Continuing the War on Worms

Q&A with former STH Advisory Committee Chair and member, Vicente Y. Belizario, Jr., MD, MTM&H

“People, parasites, and poverty have a thriving relationship” said Vicente Y. Belizario, Jr., MD, MTM&H, and when it comes to intestinal worms, where Belizario has dedicated more than 30 years of his career, this is clearly evident. Intestinal worms are parasitic worms that cause soil-transmitted helminthiasis (STH), some of the most common infections in the world and the most commonly neglected tropical disease (NTD) that routinely affects poorer populations due to lack of quality sanitation and water infrastructures.

 

Our Children Without Worms (CWW) program works to control and eventually eliminate these infections, but it takes a collaborative effort of partnerships across the scientific and implementation sectors to get the job done, and Belizario has been an instrumental part of that collaborative effort.
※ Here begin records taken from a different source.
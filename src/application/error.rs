//! 应用层错误定义
//!
//! 统一的命令/查询错误类型

use thiserror::Error;
use uuid::Uuid;

/// 合成终态失败的类别
///
/// 所有候选后端耗尽后保留最后一次失败的类别，调用方据此区分处理
#[derive(Debug, Clone, Copy, PartialEq, Eq)]
pub enum SynthesisFailureKind {
    /// 单次尝试超时
    Timeout,
    /// 后端 5xx
    Remote,
    /// 网络/连接故障
    Network,
}

impl SynthesisFailureKind {
    pub fn as_str(&self) -> &'static str {
        match self {
            Self::Timeout => "timeout",
            Self::Remote => "remote",
            Self::Network => "network",
        }
    }
}

/// 应用层错误
#[derive(Debug, Error)]
pub enum ApplicationError {
    /// 资源未找到
    #[error("{resource_type} not found: {id}")]
    NotFound {
        resource_type: &'static str,
        id: Uuid,
    },

    /// 验证错误
    #[error("Validation error: {0}")]
    ValidationError(String),

    /// 配置错误（如没有任何可用的合成后端）
    #[error("Configuration error: {0}")]
    ConfigurationError(String),

    /// 后端以不可重试的方式拒绝了请求
    #[error("Synthesis rejected: {0}")]
    SynthesisRejected(String),

    /// 所有候选后端重试耗尽后的终态失败
    #[error("Synthesis failed ({}): {message}", kind.as_str())]
    SynthesisFailed {
        kind: SynthesisFailureKind,
        message: String,
    },

    /// 仓储错误
    #[error("Repository error: {0}")]
    RepositoryError(String),

    /// 存储错误
    #[error("Storage error: {0}")]
    StorageError(String),

    /// 内部错误
    #[error("Internal error: {0}")]
    InternalError(String),
}

impl ApplicationError {
    /// 创建 NotFound 错误
    pub fn not_found(resource_type: &'static str, id: Uuid) -> Self {
        Self::NotFound { resource_type, id }
    }

    /// 创建验证错误
    pub fn validation(message: impl Into<String>) -> Self {
        Self::ValidationError(message.into())
    }

    /// 创建配置错误
    pub fn configuration(message: impl Into<String>) -> Self {
        Self::ConfigurationError(message.into())
    }

    /// 创建内部错误
    pub fn internal(message: impl Into<String>) -> Self {
        Self::InternalError(message.into())
    }
}

impl From<crate::application::ports::RepositoryError> for ApplicationError {
    fn from(err: crate::application::ports::RepositoryError) -> Self {
        Self::RepositoryError(err.to_string())
    }
}

impl From<crate::application::ports::AudioStoreError> for ApplicationError {
    fn from(err: crate::application::ports::AudioStoreError) -> Self {
        Self::StorageError(err.to_string())
    }
}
As a former STH Advisory Committee Chair and member, Belizario recently stepped down from the Committee to take on a new role as the Dean of the College of Public Health, University of the Philippines, Manila. In recognition of the contributions he has made to the STH community and as a partner to CWW, we catch up with him for some reflections on his time in the Committee and his thoughts on the current status and future of the War on Worms.

Q: How did you get interested in working in STH?
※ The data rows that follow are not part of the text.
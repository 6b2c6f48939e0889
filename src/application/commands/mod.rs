//! 应用层 - 命令（写操作）
//!
//! CQRS 命令侧：处理所有写操作

mod speech_commands;

pub mod handlers;

pub use speech_commands::*;
//! HTTP Error Handling

use axum::{
    http::StatusCode,
    response::{IntoResponse, Response},
    Json,
};
use serde::Serialize;

/// 统一错误响应格式
#[derive(Debug, Serialize)]
pub struct ErrorResponse {
    pub errno: i32,
    pub error: String,
    pub data: Option<()>,
}

impl ErrorResponse {
    pub fn new(errno: i32, error: impl Into<String>) -> Self {
        Self {
            errno,
            error: error.into(),
            data: None,
        }
    }
}

/// 错误码定义
pub mod errno {
    pub const BAD_REQUEST: i32 = 400;
    pub const NOT_FOUND: i32 = 404;
    pub const INTERNAL_ERROR: i32 = 500;
    pub const UPSTREAM_ERROR: i32 = 502;
    pub const SERVICE_UNAVAILABLE: i32 = 503;
    pub const UPSTREAM_TIMEOUT: i32 = 504;
}

/// API 错误
#[derive(Debug)]
pub enum ApiError {
    NotFound(String),
    BadRequest(String),
    Internal(String),
    ServiceUnavailable(String),
    UpstreamError(String),
    UpstreamTimeout(String),
}

impl IntoResponse for ApiError {
    fn into_response(self) -> Response {
        let (status, response) = match &self {
            ApiError::NotFound(msg) => {
                tracing::warn!(errno = errno::NOT_FOUND, error = %msg, "Resource not found");
                (
                    StatusCode::OK,
                    ErrorResponse::new(errno::NOT_FOUND, msg.clone()),
                )
            }
            ApiError::BadRequest(msg) => {
                tracing::warn!(errno = errno::BAD_REQUEST, error = %msg, "Bad request");
                (
                    StatusCode::OK,
                    ErrorResponse::new(errno::BAD_REQUEST, msg.clone()),
                )
            }
            ApiError::Internal(msg) => {
                tracing::error!(errno = errno::INTERNAL_ERROR, error = %msg, "Internal server error");
                (
                    StatusCode::OK,
                    ErrorResponse::new(errno::INTERNAL_ERROR, msg.clone()),
                )
            }
            ApiError::ServiceUnavailable(msg) => {
                tracing::error!(errno = errno::SERVICE_UNAVAILABLE, error = %msg, "Service unavailable");
                (
                    StatusCode::OK,
                    ErrorResponse::new(errno::SERVICE_UNAVAILABLE, msg.clone()),
                )
            }
            ApiError::UpstreamError(msg) => {
                tracing::error!(errno = errno::UPSTREAM_ERROR, error = %msg, "Upstream synthesis error");
                (
                    StatusCode::OK,
                    ErrorResponse::new(errno::UPSTREAM_ERROR, msg.clone()),
                )
            }
            ApiError::UpstreamTimeout(msg) => {
                tracing::error!(errno = errno::UPSTREAM_TIMEOUT, error = %msg, "Upstream synthesis timeout");
                (
                    StatusCode::OK,
                    ErrorResponse::new(errno::UPSTREAM_TIMEOUT, msg.clone()),
                )
            }
        };

        (status, Json(response)).into_response()
    }
}

impl From<crate::application::RepositoryError> for ApiError {
    fn from(e: crate::application::RepositoryError) -> Self {
        match e {
            crate::application::RepositoryError::NotFound(msg) => ApiError::NotFound(msg),
            _ => ApiError::Internal(e.to_string()),
        }
    }
}

impl From<crate::application::ApplicationError> for ApiError {
    fn from(e: crate::application::ApplicationError) -> Self {
        use crate::application::{ApplicationError, SynthesisFailureKind};

        match e {
            ApplicationError::NotFound { resource_type, id } => {
                ApiError::NotFound(format!("{} not found: {}", resource_type, id))
            }
            ApplicationError::ValidationError(msg) => ApiError::BadRequest(msg),
            ApplicationError::SynthesisRejected(msg) => ApiError::BadRequest(msg),
            ApplicationError::ConfigurationError(msg) => ApiError::ServiceUnavailable(msg),
            ApplicationError::SynthesisFailed { kind, message } => match kind {
                SynthesisFailureKind::Timeout => ApiError::UpstreamTimeout(message),
                SynthesisFailureKind::Remote | SynthesisFailureKind::Network => {
                    ApiError::UpstreamError(message)
                }
            },
            ApplicationError::RepositoryError(msg) => ApiError::Internal(msg),
            ApplicationError::StorageError(msg) => ApiError::Internal(msg),
            ApplicationError::InternalError(msg) => ApiError::Internal(msg),
        }
    }
}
I have a background in clinical tropical medicine through a post-graduate fellowship from the World Health Organization (WHO) in the Uniformed Services University of the Health Sciences in Bethesda, MD, USA. After being inspired by my mentors during this post-graduate fellowship, I came back to the Philippines with the realization that there was so much opportunity in research and enhancing policy in the area of parasitic disease control and prevention. 
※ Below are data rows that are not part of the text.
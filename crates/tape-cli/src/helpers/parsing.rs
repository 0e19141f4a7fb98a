//! Parsing helpers for output format and numeric input.

use tape_core::format::parse_input_to_number;

use crate::errors::CliError;
use crate::ui::OutputFormat;

pub fn parse_output_format(value: Option<&str>) -> anyhow::Result<Option<OutputFormat>> {
    match value {
        None => Ok(None),
        Some("table") => Ok(Some(OutputFormat::Table)),
        Some("plain") => Ok(Some(OutputFormat::Plain)),
        Some(other) => Err(CliError::invalid_input(format!(
            "Unsupported format: {} (use table or plain)",
            other
        ))
        .into()),
    }
}

/// Parse a number as displayed by the tape ("1 234,5", "-0.25").
pub fn parse_value(value: &str) -> anyhow::Result<f64> {
    parse_input_to_number(value).map_err(|_| {
        CliError::invalid_input(format!(
            "Invalid value: {} (expected a number such as 1 234,50)",
            value
        ))
        .into()
    })
}

/// Join shell words of an expression (`tape eval 2 + 3`).
pub fn join_words(words: &[String]) -> String {
    words.join(" ")
}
In the 1990s, one of my first projects was looking into worms in school children which was in partnership with the WHO. It was a multi-country clinical trial exploring the use of combination therapy for STH that were used for mass drug administrations for the elimination of lymphatic filariasis, another parasitic NTD. At that time, it was an ideal project for the Philippines because we had a control program that was likewise neglected and poorly funded, and prevalence of STH in the country was very high even in first class municipalities near Metropolitan Manila. After the clinical trial, I developed a strong desire to understand more and help provide solutions, and that’s how I got started working in STH.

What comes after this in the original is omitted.